WORK INSTRUCTION —
Write out, word for word, only the data from its first line to the line containing "shared_comparisons SET expires_at".

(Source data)
== Segment start ==
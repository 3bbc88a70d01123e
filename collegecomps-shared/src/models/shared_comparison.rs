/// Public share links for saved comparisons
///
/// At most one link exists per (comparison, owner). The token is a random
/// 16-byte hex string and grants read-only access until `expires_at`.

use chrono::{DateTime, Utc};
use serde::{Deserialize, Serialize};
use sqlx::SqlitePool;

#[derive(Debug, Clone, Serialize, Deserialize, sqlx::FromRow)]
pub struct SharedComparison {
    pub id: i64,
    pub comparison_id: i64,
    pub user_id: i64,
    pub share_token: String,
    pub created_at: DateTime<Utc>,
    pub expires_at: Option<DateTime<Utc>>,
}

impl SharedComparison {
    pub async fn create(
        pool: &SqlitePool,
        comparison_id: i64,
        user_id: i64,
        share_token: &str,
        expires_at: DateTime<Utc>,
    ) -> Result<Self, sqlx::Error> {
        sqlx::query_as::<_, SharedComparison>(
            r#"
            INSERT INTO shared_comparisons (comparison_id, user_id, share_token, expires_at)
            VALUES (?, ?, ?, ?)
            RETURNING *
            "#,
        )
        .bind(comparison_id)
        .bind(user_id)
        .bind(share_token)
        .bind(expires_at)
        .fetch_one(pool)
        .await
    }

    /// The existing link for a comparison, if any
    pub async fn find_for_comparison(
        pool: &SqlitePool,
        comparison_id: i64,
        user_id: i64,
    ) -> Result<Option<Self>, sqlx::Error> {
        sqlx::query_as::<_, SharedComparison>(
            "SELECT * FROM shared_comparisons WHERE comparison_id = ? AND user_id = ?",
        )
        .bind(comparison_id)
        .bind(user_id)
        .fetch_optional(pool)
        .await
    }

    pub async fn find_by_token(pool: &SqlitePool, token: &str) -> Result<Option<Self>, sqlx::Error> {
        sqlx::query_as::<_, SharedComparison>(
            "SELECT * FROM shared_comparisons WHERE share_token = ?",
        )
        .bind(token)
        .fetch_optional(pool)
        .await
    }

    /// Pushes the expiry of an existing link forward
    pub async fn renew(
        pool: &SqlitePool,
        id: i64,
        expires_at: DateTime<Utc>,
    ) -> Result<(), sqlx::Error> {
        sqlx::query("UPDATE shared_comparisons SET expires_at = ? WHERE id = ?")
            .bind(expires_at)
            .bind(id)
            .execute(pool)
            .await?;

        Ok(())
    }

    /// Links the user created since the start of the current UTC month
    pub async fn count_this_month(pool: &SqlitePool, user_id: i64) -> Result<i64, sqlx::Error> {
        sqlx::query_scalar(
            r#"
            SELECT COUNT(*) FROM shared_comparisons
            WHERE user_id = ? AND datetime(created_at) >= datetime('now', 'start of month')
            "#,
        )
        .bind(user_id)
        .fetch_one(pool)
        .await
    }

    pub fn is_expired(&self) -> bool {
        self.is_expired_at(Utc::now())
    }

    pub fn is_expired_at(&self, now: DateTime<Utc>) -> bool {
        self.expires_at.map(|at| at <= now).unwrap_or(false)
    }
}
== Segment end ==
SOLUTION TO THE EXERCISE —
repository 3bbc88a70d01123e
filename collegecomps-shared/src/models/shared_comparison.rs
/// Public share links for saved comparisons
///
/// At most one link exists per (comparison, owner). The token is a random
/// 16-byte hex string and grants read-only access until `expires_at`.

use chrono::{DateTime, Utc};
use serde::{Deserialize, Serialize};
use sqlx::SqlitePool;

#[derive(Debug, Clone, Serialize, Deserialize, sqlx::FromRow)]
pub struct SharedComparison {
    pub id: i64,
    pub comparison_id: i64,
    pub user_id: i64,
    pub share_token: String,
    pub created_at: DateTime<Utc>,
    pub expires_at: Option<DateTime<Utc>>,
}

impl SharedComparison {
    pub async fn create(
        pool: &SqlitePool,
        comparison_id: i64,
        user_id: i64,
        share_token: &str,
        expires_at: DateTime<Utc>,
    ) -> Result<Self, sqlx::Error> {
        sqlx::query_as::<_, SharedComparison>(
            r#"
            INSERT INTO shared_comparisons (comparison_id, user_id, share_token, expires_at)
            VALUES (?, ?, ?, ?)
            RETURNING *
            "#,
        )
        .bind(comparison_id)
        .bind(user_id)
        .bind(share_token)
        .bind(expires_at)
        .fetch_one(pool)
        .await
    }

    /// The existing link for a comparison, if any
    pub async fn find_for_comparison(
        pool: &SqlitePool,
        comparison_id: i64,
        user_id: i64,
    ) -> Result<Option<Self>, sqlx::Error> {
        sqlx::query_as::<_, SharedComparison>(
            "SELECT * FROM shared_comparisons WHERE comparison_id = ? AND user_id = ?",
        )
        .bind(comparison_id)
        .bind(user_id)
        .fetch_optional(pool)
        .await
    }

    pub async fn find_by_token(pool: &SqlitePool, token: &str) -> Result<Option<Self>, sqlx::Error> {
        sqlx::query_as::<_, SharedComparison>(
            "SELECT * FROM shared_comparisons WHERE share_token = ?",
        )
        .bind(token)
        .fetch_optional(pool)
        .await
    }

    /// Pushes the expiry of an existing link forward
    pub async fn renew(
        pool: &SqlitePool,
        id: i64,
        expires_at: DateTime<Utc>,
    ) -> Result<(), sqlx::Error> {
        sqlx::query("UPDATE shared_comparisons SET expires_at = ? WHERE id = ?")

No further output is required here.